### What to work on
Will you quote precisely the lines that run from the top of the material below to the line containing "let counts = self.counts.lock().unwrap();", both ends included?
----- Supplied data
//! Simulated renderer implementing SceneRenderer for deterministic testing.

use cov_env::{EnvError, Pose, PrimitiveAction, SceneBounds, SceneLoader, SceneRenderer, MOVE_STEP, TURN_STEP_DEGREES};
use image::{Rgb, RgbImage};
use nalgebra::{UnitQuaternion, Vector3};
use std::path::Path;
use std::sync::{Arc, Mutex};

/// Default frame size of simulated renders.
pub const FRAME_WIDTH: u32 = 64;
pub const FRAME_HEIGHT: u32 = 48;

/// Counters shared between a `SimRenderer` and the test that owns it.
#[derive(Debug, Clone, Default)]
pub struct ProbeCounts {
    pub renders: u64,
    pub set_pose_calls: u64,
    pub primitives: Vec<PrimitiveAction>,
    pub dropped_frames: u64,
    pub close_calls: u64,
}

/// Observation handle onto a renderer that has been moved into a session.
#[derive(Debug, Clone, Default)]
pub struct RendererProbe {
    counts: Arc<Mutex<ProbeCounts>>,
}

impl RendererProbe {
    pub fn new() -> Self {
        Self::default()
    }

    /// Copy of the current counters.
    pub fn snapshot(&self) -> ProbeCounts {
        self.counts.lock().unwrap().clone()
    }

    pub fn renders(&self) -> u64 {
        self.counts.lock().unwrap().renders
    }

    pub fn set_pose_calls(&self) -> u64 {
        self.counts.lock().unwrap().set_pose_calls
    }

    pub fn primitives(&self) -> Vec<PrimitiveAction> {
        self.counts.lock().unwrap().primitives.clone()
    }

    /// Total renderer calls of any kind, closing excluded.
    pub fn interactions(&self) -> u64 {
        let counts = self.counts.lock().unwrap();
        counts.renders + counts.set_pose_calls + counts.primitives.len() as u64 + counts.dropped_frames
    }

    pub fn is_closed(&self) -> bool {
        self.counts.lock().unwrap().close_calls > 0
    }

    pub fn close_calls(&self) -> u64 {
        self.counts.lock().unwrap().close_calls
    }

    fn update(&self, f: impl FnOnce(&mut ProbeCounts)) {
        f(&mut self.counts.lock().unwrap());
    }
}

/// In-memory renderer: exact pose bookkeeping and procedural frames.
///
/// Frames are pure white whenever the camera is outside the scene bounds
/// and facing away from it, which is what a mesh renderer shows past the
/// reconstructed geometry.
pub struct SimRenderer {
    pose: Pose,
    bounds: SceneBounds,
    width: u32,
    height: u32,
    frames_to_drop: u32,
    probe: RendererProbe,
}

impl SimRenderer {
    /// Creates a renderer for a scene with the given bounds.
    pub fn new(bounds: SceneBounds) -> Self {
        Self {
            pose: Pose::identity(),
            bounds,
            width: FRAME_WIDTH,
            height: FRAME_HEIGHT,
            frames_to_drop: 0,
            probe: RendererProbe::new(),
        }
    }

    /// Reports calls to the given probe.
    pub fn with_probe(mut self, probe: RendererProbe) -> Self {
        self.probe = probe;
        self
    }

    /// Fails the next `count` renders with `FrameDropped`.
    pub fn with_frame_drops(mut self, count: u32) -> Self {
        self.frames_to_drop = count;
        self
    }

    pub fn with_frame_size(mut self, width: u32, height: u32) -> Self {
        self.width = width;
        self.height = height;
        self
    }

    pub fn probe(&self) -> RendererProbe {
        self.probe.clone()
    }

    /// Renders the frame seen from `pose` without touching any state.
    pub fn frame_at(&self, pose: &Pose) -> RgbImage {
        let forward = pose.forward();
        let facing_scene = forward.dot(&(self.bounds.center() - pose.position)) > 0.0;
        if !self.bounds.contains(&pose.position) && !facing_scene {
            return RgbImage::from_pixel(self.width, self.height, Rgb([255, 255, 255]));
        }

        let yaw = forward.x.atan2(-forward.z).to_degrees().rem_euclid(360.0);
        let base = [
            (pose.position.x * 40.0).rem_euclid(160.0) as u32,
            (pose.position.z * 40.0).rem_euclid(160.0) as u32,
            (yaw / 360.0 * 160.0) as u32,
        ];

        // Gradients keep every channel below 230, so no pixel is ever blank
        RgbImage::from_fn(self.width, self.height, |x, y| {
            Rgb([
                (base[0] + x).min(229) as u8,
                (base[1] + y).min(229) as u8,
                (base[2] + (x + y) / 2).min(229) as u8,
            ])
        })
    }
}

impl SceneRenderer for SimRenderer {
    fn pose(&self) -> Pose {
        self.pose
    }

    fn set_pose(&mut self, pose: &Pose) -> Result<(), EnvError> {
        self.pose = *pose;
        self.probe.update(|c| c.set_pose_calls += 1);
        Ok(())
    }

    fn step(&mut self, action: PrimitiveAction) -> Result<(), EnvError> {
        let rotation = self.pose.rotation;
        let forward = rotation * Vector3::new(0.0, 0.0, -1.0);
        let right = rotation * Vector3::new(1.0, 0.0, 0.0);
        let up = Vector3::y();

        match action {
            PrimitiveAction::MoveForward => self.pose.position += forward * MOVE_STEP,
            PrimitiveAction::MoveBackward => self.pose.position -= forward * MOVE_STEP,
            PrimitiveAction::MoveLeft => self.pose.position -= right * MOVE_STEP,
            PrimitiveAction::MoveRight => self.pose.position += right * MOVE_STEP,
            PrimitiveAction::MoveUp => self.pose.position += up * MOVE_STEP,
            PrimitiveAction::MoveDown => self.pose.position -= up * MOVE_STEP,
            PrimitiveAction::TurnLeft | PrimitiveAction::TurnRight => {
                let sign = if action == PrimitiveAction::TurnLeft { 1.0 } else { -1.0 };
                let delta = UnitQuaternion::from_axis_angle(&Vector3::y_axis(), (sign * TURN_STEP_DEGREES).to_radians());
                self.pose.rotation = delta * rotation;
            }
        }

        self.probe.update(|c| c.primitives.push(action));
        Ok(())
    }

    fn render(&mut self) -> Result<RgbImage, EnvError> {
        if self.frames_to_drop > 0 {
            self.frames_to_drop -= 1;
            self.probe.update(|c| c.dropped_frames += 1);
            return Err(EnvError::FrameDropped("simulated frame drop".to_string()));
        }

        self.probe.update(|c| c.renders += 1);
        Ok(self.frame_at(&self.pose))
    }

    fn scene_bounds(&self) -> Result<SceneBounds, EnvError> {
        Ok(self.bounds)
    }

    fn close(&mut self) {
        self.probe.update(|c| c.close_calls += 1);
    }
}

/// Loads simulated scenes: the scene file holds the bounds as JSON.
#[derive(Debug, Clone, Default)]
pub struct SimSceneLoader {
    probe: Option<RendererProbe>,
    frame_drops: u32,
}

impl SimSceneLoader {
    pub fn new() -> Self {
        Self::default()
    }

    /// Every loaded renderer reports to `probe`.
    pub fn with_probe(mut self, probe: RendererProbe) -> Self {
        self.probe = Some(probe);
        self
    }

    pub fn with_frame_drops(mut self, count: u32) -> Self {
        self.frame_drops = count;
        self
    }
}

impl SceneLoader for SimSceneLoader {
    type Renderer = SimRenderer;

    fn load_scene(&self, scene_file: &Path) -> Result<SimRenderer, EnvError> {
        let text = std::fs::read_to_string(scene_file)
            .map_err(|e| EnvError::scene(format!("{}: {e}", scene_file.display())))?;
        let bounds: SceneBounds = serde_json::from_str(&text)
            .map_err(|e| EnvError::scene(format!("{}: {e}", scene_file.display())))?;

        let mut renderer = SimRenderer::new(bounds).with_frame_drops(self.frame_drops);
        if let Some(probe) = &self.probe {
            renderer = renderer.with_probe(probe.clone());
        }
        Ok(renderer)
    }
}

#[cfg(test)]
mod tests {
    use super::*;
    use cov_core::blank::blank_ratio;
    use cov_core::overview_pose;
    use image::DynamicImage;

    fn room() -> SceneBounds {
        SceneBounds::new(Vector3::new(-4.0, 0.0, -3.0), Vector3::new(4.0, 3.0, 3.0))
    }

    #[test]
    fn test_forward_moves_along_minus_z() {
        let mut renderer = SimRenderer::new(room());
        renderer.step(PrimitiveAction::MoveForward).unwrap();
        assert!((renderer.pose().position.z + MOVE_STEP).abs() < 1e-12);
    }

    #[test]
    fn test_turns_are_camera_relative() {
        let mut renderer = SimRenderer::new(room());
        for _ in 0..9 {
            renderer.step(PrimitiveAction::TurnRight).unwrap();
        }
        renderer.step(PrimitiveAction::MoveForward).unwrap();

        // Facing +X after a 90 degree right turn
        let p = renderer.pose().position;
        assert!((p.x - MOVE_STEP).abs() < 1e-9);
        assert!(p.z.abs() < 1e-9);
    }

    #[test]
    fn test_frames_inside_are_never_blank() {
        let renderer = SimRenderer::new(room());
        let pose = Pose::new(Vector3::new(3.9, 1.0, 2.9), UnitQuaternion::identity());
        let frame = DynamicImage::ImageRgb8(renderer.frame_at(&pose));
        assert_eq!(blank_ratio(&frame), 0.0);
    }

    #[test]
    fn test_frames_outside_are_blank() {
        let renderer = SimRenderer::new(room());
        let pose = Pose::new(Vector3::new(0.0, 1.0, -50.0), UnitQuaternion::identity());
        let frame = DynamicImage::ImageRgb8(renderer.frame_at(&pose));
        assert_eq!(blank_ratio(&frame), 1.0);
    }

    #[test]
    fn test_overview_sees_the_scene() {
        let renderer = SimRenderer::new(room());
        let frame = DynamicImage::ImageRgb8(renderer.frame_at(&overview_pose(&room())));
        assert_eq!(blank_ratio(&frame), 0.0);
    }

    #[test]
    fn test_probe_counts_calls() {
        let probe = RendererProbe::new();
        let mut renderer = SimRenderer::new(room()).with_probe(probe.clone()).with_frame_drops(1);

        assert!(renderer.render().is_err());
        renderer.render().unwrap();
        renderer.set_pose(&Pose::identity()).unwrap();
        renderer.step(PrimitiveAction::TurnLeft).unwrap();
        renderer.close();

        let counts = probe.snapshot();
        assert_eq!(counts.renders, 1);
        assert_eq!(counts.dropped_frames, 1);
        assert_eq!(counts.set_pose_calls, 1);
        assert_eq!(counts.primitives, vec![PrimitiveAction::TurnLeft]);
        assert!(probe.is_closed());
    }

    #[test]
    fn test_loader_reads_bounds() {
        let dir = tempfile::tempdir().unwrap();
        let scene = dir.path().join("room.glb");
        std::fs::write(&scene, serde_json::to_string(&room()).unwrap()).unwrap();

        let renderer = SimSceneLoader::new().load_scene(&scene).unwrap();
        assert_eq!(renderer.scene_bounds().unwrap(), room());

        let missing = SimSceneLoader::new().load_scene(&dir.path().join("nope.glb"));
        assert!(matches!(missing, Err(EnvError::SceneError(_))));
    }
}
----------
### Solution to the exercise
//! Simulated renderer implementing SceneRenderer for deterministic testing.

use cov_env::{EnvError, Pose, PrimitiveAction, SceneBounds, SceneLoader, SceneRenderer, MOVE_STEP, TURN_STEP_DEGREES};
use image::{Rgb, RgbImage};
use nalgebra::{UnitQuaternion, Vector3};
use std::path::Path;
use std::sync::{Arc, Mutex};

/// Default frame size of simulated renders.
pub const FRAME_WIDTH: u32 = 64;
pub const FRAME_HEIGHT: u32 = 48;

/// Counters shared between a `SimRenderer` and the test that owns it.
#[derive(Debug, Clone, Default)]
pub struct ProbeCounts {
    pub renders: u64,
    pub set_pose_calls: u64,
    pub primitives: Vec<PrimitiveAction>,
    pub dropped_frames: u64,
    pub close_calls: u64,
}

/// Observation handle onto a renderer that has been moved into a session.
#[derive(Debug, Clone, Default)]
pub struct RendererProbe {
    counts: Arc<Mutex<ProbeCounts>>,
}

impl RendererProbe {
    pub fn new() -> Self {
        Self::default()
    }

    /// Copy of the current counters.
    pub fn snapshot(&self) -> ProbeCounts {
        self.counts.lock().unwrap().clone()
    }

    pub fn renders(&self) -> u64 {
        self.counts.lock().unwrap().renders
    }

    pub fn set_pose_calls(&self) -> u64 {
        self.counts.lock().unwrap().set_pose_calls
    }

    pub fn primitives(&self) -> Vec<PrimitiveAction> {
        self.counts.lock().unwrap().primitives.clone()
    }

    /// Total renderer calls of any kind, closing excluded.
    pub fn interactions(&self) -> u64 {
        let counts = self.counts.lock().unwrap();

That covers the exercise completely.